*Work required:* Tally the lines in the listing below that include "AlmostAlways". Answer with the count and nothing more.

*Given data:*
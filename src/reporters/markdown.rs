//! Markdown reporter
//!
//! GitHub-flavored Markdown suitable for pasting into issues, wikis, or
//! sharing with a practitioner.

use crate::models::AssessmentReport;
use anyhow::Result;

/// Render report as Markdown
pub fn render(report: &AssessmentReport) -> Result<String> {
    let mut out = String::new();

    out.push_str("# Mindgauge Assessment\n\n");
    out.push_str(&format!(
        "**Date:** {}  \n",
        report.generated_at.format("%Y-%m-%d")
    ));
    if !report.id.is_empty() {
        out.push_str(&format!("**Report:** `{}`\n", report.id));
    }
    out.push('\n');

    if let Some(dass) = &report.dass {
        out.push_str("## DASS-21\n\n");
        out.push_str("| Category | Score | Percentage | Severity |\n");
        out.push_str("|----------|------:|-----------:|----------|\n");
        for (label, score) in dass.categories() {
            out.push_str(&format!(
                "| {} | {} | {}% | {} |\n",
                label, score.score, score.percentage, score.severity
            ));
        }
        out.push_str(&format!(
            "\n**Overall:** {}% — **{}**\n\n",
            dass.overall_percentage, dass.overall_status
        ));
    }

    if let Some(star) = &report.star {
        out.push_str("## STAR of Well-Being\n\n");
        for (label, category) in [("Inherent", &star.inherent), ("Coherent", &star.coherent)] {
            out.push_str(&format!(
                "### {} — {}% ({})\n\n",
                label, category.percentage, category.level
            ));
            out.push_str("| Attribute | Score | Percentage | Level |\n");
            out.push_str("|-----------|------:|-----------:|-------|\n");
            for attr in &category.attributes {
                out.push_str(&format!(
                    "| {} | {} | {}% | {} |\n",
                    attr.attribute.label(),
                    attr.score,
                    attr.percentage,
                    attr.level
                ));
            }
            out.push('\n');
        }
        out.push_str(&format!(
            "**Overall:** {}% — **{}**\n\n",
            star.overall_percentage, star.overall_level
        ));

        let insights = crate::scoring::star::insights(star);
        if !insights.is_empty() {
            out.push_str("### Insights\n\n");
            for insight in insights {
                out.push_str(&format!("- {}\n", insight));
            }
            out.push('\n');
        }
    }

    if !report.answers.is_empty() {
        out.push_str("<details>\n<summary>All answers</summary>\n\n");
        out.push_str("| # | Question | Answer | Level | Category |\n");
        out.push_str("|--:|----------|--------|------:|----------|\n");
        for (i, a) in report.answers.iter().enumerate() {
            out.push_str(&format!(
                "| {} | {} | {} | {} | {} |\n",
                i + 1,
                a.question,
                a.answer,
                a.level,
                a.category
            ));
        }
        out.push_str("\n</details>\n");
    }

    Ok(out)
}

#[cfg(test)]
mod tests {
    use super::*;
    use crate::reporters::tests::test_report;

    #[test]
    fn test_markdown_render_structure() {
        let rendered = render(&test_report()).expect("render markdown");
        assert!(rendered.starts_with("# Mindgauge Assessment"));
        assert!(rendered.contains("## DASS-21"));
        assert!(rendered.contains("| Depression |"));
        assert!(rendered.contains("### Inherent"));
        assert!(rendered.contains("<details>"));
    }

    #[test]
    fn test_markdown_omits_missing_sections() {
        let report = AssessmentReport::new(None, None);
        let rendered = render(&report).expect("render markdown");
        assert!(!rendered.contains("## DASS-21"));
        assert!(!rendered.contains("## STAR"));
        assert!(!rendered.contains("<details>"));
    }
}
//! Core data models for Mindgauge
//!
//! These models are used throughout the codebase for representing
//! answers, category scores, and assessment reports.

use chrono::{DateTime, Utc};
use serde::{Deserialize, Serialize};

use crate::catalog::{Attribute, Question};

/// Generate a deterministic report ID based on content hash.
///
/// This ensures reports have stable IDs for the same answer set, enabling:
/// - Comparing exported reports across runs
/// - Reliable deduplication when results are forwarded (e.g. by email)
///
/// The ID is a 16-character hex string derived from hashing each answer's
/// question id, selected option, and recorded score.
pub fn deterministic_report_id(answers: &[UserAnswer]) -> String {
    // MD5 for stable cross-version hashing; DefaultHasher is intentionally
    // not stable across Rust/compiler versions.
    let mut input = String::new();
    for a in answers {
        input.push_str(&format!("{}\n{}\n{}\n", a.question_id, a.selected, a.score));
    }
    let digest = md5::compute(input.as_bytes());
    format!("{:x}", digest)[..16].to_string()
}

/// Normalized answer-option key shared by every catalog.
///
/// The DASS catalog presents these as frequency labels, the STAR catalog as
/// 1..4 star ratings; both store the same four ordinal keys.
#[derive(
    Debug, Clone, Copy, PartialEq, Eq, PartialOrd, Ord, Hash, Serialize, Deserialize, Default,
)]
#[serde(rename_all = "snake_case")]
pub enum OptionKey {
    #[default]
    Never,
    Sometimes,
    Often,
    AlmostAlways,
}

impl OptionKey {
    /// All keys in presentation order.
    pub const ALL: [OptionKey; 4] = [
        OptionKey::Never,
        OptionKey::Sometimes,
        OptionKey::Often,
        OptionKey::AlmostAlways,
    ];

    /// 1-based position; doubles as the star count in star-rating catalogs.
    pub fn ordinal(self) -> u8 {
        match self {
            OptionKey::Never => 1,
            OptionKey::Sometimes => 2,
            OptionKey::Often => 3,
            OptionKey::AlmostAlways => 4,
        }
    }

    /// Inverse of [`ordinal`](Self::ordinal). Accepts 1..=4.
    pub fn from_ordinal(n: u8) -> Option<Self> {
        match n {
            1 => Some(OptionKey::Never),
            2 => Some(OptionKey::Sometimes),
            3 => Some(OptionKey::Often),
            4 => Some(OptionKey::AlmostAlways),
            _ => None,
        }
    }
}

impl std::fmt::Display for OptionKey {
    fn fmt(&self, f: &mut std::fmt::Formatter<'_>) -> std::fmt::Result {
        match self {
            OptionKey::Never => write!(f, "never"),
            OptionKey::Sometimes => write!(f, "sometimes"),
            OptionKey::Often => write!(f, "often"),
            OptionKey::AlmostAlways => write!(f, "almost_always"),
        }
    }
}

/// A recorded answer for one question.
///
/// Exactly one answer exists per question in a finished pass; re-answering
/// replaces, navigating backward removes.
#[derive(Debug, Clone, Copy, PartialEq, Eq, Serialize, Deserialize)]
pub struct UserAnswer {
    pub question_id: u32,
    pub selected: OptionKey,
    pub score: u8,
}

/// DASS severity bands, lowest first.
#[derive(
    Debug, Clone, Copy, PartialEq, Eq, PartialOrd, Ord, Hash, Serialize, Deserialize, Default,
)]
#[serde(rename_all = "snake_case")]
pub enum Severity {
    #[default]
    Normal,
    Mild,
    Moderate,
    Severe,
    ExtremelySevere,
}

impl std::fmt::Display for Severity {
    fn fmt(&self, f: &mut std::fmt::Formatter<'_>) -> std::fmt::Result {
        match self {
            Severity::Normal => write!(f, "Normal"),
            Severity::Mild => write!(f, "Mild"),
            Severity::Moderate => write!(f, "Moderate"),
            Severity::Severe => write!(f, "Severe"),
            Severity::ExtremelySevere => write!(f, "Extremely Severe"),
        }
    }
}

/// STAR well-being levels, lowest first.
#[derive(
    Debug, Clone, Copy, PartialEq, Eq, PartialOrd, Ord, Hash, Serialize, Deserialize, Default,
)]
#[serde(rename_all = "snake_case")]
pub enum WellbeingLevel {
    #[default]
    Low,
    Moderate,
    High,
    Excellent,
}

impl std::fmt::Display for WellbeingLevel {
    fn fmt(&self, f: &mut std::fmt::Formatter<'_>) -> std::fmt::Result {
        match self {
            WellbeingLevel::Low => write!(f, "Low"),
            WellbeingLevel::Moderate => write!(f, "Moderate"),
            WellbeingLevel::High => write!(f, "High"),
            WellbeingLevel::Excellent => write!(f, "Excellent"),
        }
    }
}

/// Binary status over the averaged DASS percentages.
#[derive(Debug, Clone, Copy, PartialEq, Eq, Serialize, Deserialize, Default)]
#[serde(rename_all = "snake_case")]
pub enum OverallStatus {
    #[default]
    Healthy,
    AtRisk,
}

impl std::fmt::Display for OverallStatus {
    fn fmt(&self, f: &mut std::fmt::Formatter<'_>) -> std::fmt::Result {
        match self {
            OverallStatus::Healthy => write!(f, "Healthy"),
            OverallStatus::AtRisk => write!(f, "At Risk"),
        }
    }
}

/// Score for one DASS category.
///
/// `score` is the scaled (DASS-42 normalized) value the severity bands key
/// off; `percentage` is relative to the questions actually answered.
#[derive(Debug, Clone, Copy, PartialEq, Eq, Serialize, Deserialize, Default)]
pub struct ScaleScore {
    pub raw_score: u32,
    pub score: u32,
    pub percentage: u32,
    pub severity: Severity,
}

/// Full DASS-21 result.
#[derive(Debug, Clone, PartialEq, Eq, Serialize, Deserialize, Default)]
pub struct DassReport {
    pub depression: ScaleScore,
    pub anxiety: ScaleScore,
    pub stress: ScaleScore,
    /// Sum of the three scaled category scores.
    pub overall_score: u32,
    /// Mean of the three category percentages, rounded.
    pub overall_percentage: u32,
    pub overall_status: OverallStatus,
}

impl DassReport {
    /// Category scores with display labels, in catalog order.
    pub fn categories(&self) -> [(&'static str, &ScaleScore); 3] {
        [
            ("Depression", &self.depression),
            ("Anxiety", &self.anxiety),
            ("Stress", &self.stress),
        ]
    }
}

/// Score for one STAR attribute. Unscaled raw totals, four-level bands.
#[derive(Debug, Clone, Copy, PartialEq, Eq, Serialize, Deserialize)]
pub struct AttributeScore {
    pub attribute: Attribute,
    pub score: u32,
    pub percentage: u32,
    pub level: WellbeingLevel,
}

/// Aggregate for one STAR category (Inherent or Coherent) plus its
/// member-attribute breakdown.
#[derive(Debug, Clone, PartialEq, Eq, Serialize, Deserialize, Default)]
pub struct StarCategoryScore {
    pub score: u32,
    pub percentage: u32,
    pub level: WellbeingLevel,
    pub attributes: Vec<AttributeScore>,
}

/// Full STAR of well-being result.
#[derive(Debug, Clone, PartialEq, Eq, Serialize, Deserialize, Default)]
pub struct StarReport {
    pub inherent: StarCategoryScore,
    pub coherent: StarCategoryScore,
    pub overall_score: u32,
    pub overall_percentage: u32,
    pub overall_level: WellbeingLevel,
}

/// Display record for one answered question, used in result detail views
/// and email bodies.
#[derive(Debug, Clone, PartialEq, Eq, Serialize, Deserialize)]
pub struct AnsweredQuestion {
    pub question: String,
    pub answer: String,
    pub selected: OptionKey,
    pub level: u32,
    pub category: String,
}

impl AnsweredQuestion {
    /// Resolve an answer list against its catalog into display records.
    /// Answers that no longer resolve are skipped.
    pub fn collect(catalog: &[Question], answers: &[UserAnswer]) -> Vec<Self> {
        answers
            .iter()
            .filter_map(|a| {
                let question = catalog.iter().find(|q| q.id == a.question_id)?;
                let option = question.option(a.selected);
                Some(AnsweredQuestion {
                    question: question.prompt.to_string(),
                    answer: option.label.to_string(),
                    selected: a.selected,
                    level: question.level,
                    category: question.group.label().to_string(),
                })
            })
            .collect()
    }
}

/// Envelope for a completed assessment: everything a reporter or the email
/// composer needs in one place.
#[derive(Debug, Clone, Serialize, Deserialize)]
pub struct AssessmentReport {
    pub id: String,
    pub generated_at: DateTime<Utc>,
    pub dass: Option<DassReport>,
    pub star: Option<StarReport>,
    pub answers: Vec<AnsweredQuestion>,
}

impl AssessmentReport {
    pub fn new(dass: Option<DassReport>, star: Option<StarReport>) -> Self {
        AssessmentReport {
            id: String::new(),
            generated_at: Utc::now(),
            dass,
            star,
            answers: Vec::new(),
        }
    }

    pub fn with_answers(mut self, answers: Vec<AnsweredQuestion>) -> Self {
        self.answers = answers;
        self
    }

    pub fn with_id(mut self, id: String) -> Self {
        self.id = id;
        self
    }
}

*Problem solution:* 5